Developed a real-time working phishing analyzer based on Four Models (stacking ensemble) - Static Model (XGBoost) Dynamic Model (XGBoost) and 2 Meta Models (XGBoost and LR) based on the predict_proba of the previous two.
After giving the URL to the program, analysis and extraction of features is performed.
If the website is on the whitelist (majestic million) then it is considered 100% safe and we do not extract the features from the site.
The second stage is static analysis which examines only the URL string. It gives the model information about the domain length, Shannon entropy, Levenshtein distance to top 500 domains, how many subdomains, how many digits, is the tld considered suspicious etc.
The third stage is dynamic analysis, the program examines the website using libraries like requests, selenium (stealth), and WHOIS. This stage gives us information about SSL, number of redirections, text to html ratio, did the domain change after redirection, number of: forms (password and text), scripts, links, external links, hidden elements, images, iframes. It also checks the Levenshtein distance between the page title and domain, counts suspicious, phishing words, checks if whois connection is successful or not, counts the domain age in days.
After collecting all the features, we pass them to both models, Static and Dynamic (XGBoost), both models give a prediction whether the website is phishing or not, then our meta model takes these two probabilities and based on them determines the final result.
graph LR
A[URL] --> W{Majestic Million?}
W -->|yes| S[0% phishing]
W -->|no| B[Static Model XGBoost]
W -->|no| C[Dynamic Model XGBoost]
B -->|predict_proba| D[Meta Models]
C -->|predict_proba| D
D --> E[Final result %]
I did a test based on 8k URLS (50% phish and 50% safe)
| Model | AUC | False Positives/False negatives |
|---|---|---|
| Meta model XGBoost | 0.9952 | 144 / 74 |
| Meta model LR | 0.9943 | 148 / 79 |
- Both meta models achieve 98% recall and precision.
- Meta models perform much better than two separate (static and dynamic) models. At first, a Logistic Regression meta-model was tested as a baseline, XGBoost meta model gave much more False Negatives (phishing marked as safe) than LR. However, after optimizing scale_pos_weight parameter, XGBoost outperformed LR across all dimensions.
The initial version required the user to be compatible with my settings, manually download files, etc.
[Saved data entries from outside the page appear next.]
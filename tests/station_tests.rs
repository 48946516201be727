//! Tests for the per-screen state holders (recipe slot, mood journal).

use life_alive::state::{MoodJournal, RecipeBoard};
use life_alive::types::{MoodAnalysis, Recipe};

fn sample_recipe(name: &str) -> Recipe {
    Recipe {
        name: name.to_string(),
        description: "Bright and grounding.".to_string(),
        ingredients: vec!["quinoa".to_string(), "kale".to_string()],
        instructions: vec!["Cook quinoa.".to_string(), "Massage kale.".to_string()],
        benefits: "Iron and calm.".to_string(),
        prep_time: "20 min".to_string(),
        calories: 420.0,
    }
}

fn sample_analysis(sentiment: &str) -> MoodAnalysis {
    MoodAnalysis {
        sentiment: sentiment.to_string(),
        suggestions: vec!["Herbal tea".to_string()],
    }
}

mod recipe_board_tests {
    use super::*;

    #[test]
    fn test_blank_ingredients_refuse_to_open_a_request() {
        let mut board = RecipeBoard::default();
        assert!(board.begin_request("").is_none());
        assert!(board.begin_request("  \n\t ").is_none());
        assert!(board.current().is_none());
    }

    #[test]
    fn test_new_request_clears_the_previous_recipe() {
        let mut board = RecipeBoard::default();
        let ticket = board.begin_request("quinoa").unwrap();
        assert!(board.commit(ticket, Some(sample_recipe("First Bowl"))));
        assert!(board.current().is_some());

        // The in-flight window is observably resultless.
        let _ticket = board.begin_request("kale").unwrap();
        assert!(board.current().is_none());
    }

    #[test]
    fn test_failed_request_settles_into_the_empty_state() {
        let mut board = RecipeBoard::default();
        let ticket = board.begin_request("quinoa").unwrap();
        assert!(board.commit(ticket, None));
        assert!(board.current().is_none());
    }

    #[test]
    fn test_stale_completion_is_discarded() {
        let mut board = RecipeBoard::default();
        let first = board.begin_request("quinoa").unwrap();
        let second = board.begin_request("kale").unwrap();

        // The superseded request settles last-issued-wins, not last-settled.
        assert!(!board.commit(first, Some(sample_recipe("Stale Bowl"))));
        assert!(board.current().is_none());

        assert!(board.commit(second, Some(sample_recipe("Fresh Bowl"))));
        assert_eq!(board.current().unwrap().name, "Fresh Bowl");

        // A very late stale completion cannot undo the committed result.
        assert!(!board.commit(first, None));
        assert_eq!(board.current().unwrap().name, "Fresh Bowl");
    }
}

mod mood_journal_tests {
    use super::*;

    #[test]
    fn test_journal_starts_with_the_sample_entry() {
        let journal = MoodJournal::new();
        assert_eq!(journal.entries().len(), 1);
        assert_eq!(journal.entries()[0].date, "Today");
        assert!(journal.latest_analysis().is_none());
    }

    #[test]
    fn test_blank_note_refuses_to_open_an_entry() {
        let mut journal = MoodJournal::new();
        assert!(journal.begin_entry("").is_none());
        assert!(journal.begin_entry("   ").is_none());
        assert_eq!(journal.entries().len(), 1);
    }

    #[test]
    fn test_record_prepends_the_literal_note() {
        let mut journal = MoodJournal::new();
        let ticket = journal.begin_entry("I'm exhausted but hopeful").unwrap();
        assert!(journal.record(ticket, "I'm exhausted but hopeful", 6, sample_analysis("Tired yet optimistic.")));

        let newest = &journal.entries()[0];
        assert_eq!(newest.notes, "I'm exhausted but hopeful");
        assert_eq!(newest.mood, 6);
        assert_eq!(newest.energy, 8);
        assert_eq!(journal.entries().len(), 2);
        assert_eq!(journal.latest_analysis().unwrap().sentiment, "Tired yet optimistic.");
    }

    #[test]
    fn test_stale_ticket_keeps_the_entry_but_not_the_analysis() {
        let mut journal = MoodJournal::new();
        let first = journal.begin_entry("first note").unwrap();
        let second = journal.begin_entry("second note").unwrap();

        // The superseded submission still lands in the append-only history,
        // but its analysis never reaches the panel.
        assert!(!journal.record(first, "first note", 4, sample_analysis("stale")));
        assert_eq!(journal.entries()[0].notes, "first note");
        assert!(journal.latest_analysis().is_none());

        assert!(journal.record(second, "second note", 7, sample_analysis("fresh")));
        assert_eq!(journal.entries()[0].notes, "second note");
        assert_eq!(journal.latest_analysis().unwrap().sentiment, "fresh");
        assert_eq!(journal.entries().len(), 3);
    }
}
To prevent this, I decided to use Docker to streamline the process.
If you just want to use the tool without downloading my source code, just run:
docker run -it jjkusio/phishing-analyzer
If you want to download my source code, make changes, etc., you can use these commands:
git clone https://github.com/jjkusio/Phishing-analyzer.git
cd phishing-analyzer
docker build -t phishing-analyzer .
docker run -it phishing-analyzer
There is a possibility that the Docker (on Windows) due to Chrome usage will consume a lot of RAM. To prevent this you can make a .wslconfig file in your home directory with:
[wsl2]
memory=3GB
processors=2
git clone https://github.com/jjkusio/Phishing-analyzer.git
cd Phishing-analyzer
pip install -r requirements.txt
python program.py
Requirements: Python 3.10+, Google Chrome, ChromeDriver matching your Chrome version, Majestic Million CSV file (you have to download it by yourself) https://majestic.com/reports/majestic-million
Enter URL: https://ipkobizness.pl-radiant.info/ipko.php
STATIC: This site is 99.02% phishing
DYNAMIC: This site is 86.09% phishing
META MODEL LR: This site is 99.13% phishing
Enter URL: https://www.sztukakrajobrazu.pl/
STATIC: This site is 1.34% phishing
META MODEL LR: This site is 2.31% phishing
META MODEL XGB: This site is 0.32% phishing
Enter URL: https://google.com/
URL is on whitelist: 0% PHISH
Data was collected using a custom multithreaded pipeline (extract_urls.py).
The final dataset (~85,000 URLs) was split into:
-
80,000 training base models
-
2,000 training meta models
-
~3,000 final evaluation (never seen during training)
-
Phish URLs were collected from sites like: PhishTank, OpenPhish, and Phishinfo
-
Safe URLs were collected from top-1m, curlie, random small websites
-
All splits are stratified on
is_phish(~50% phish, 50% safe).
- New fresh domains can cause false positives in the model, it is difficult to distinguish phishing from safe based on features alone in such a case.
- Dynamic analysis requires the site to be reachable.
- Majestic Million (whitelist) covers popularity, not safety.
- Dynamic analysis adds 5–10 seconds per URL due to Selenium and WHOIS load.
- Docker can consume a lot of RAM in Windows.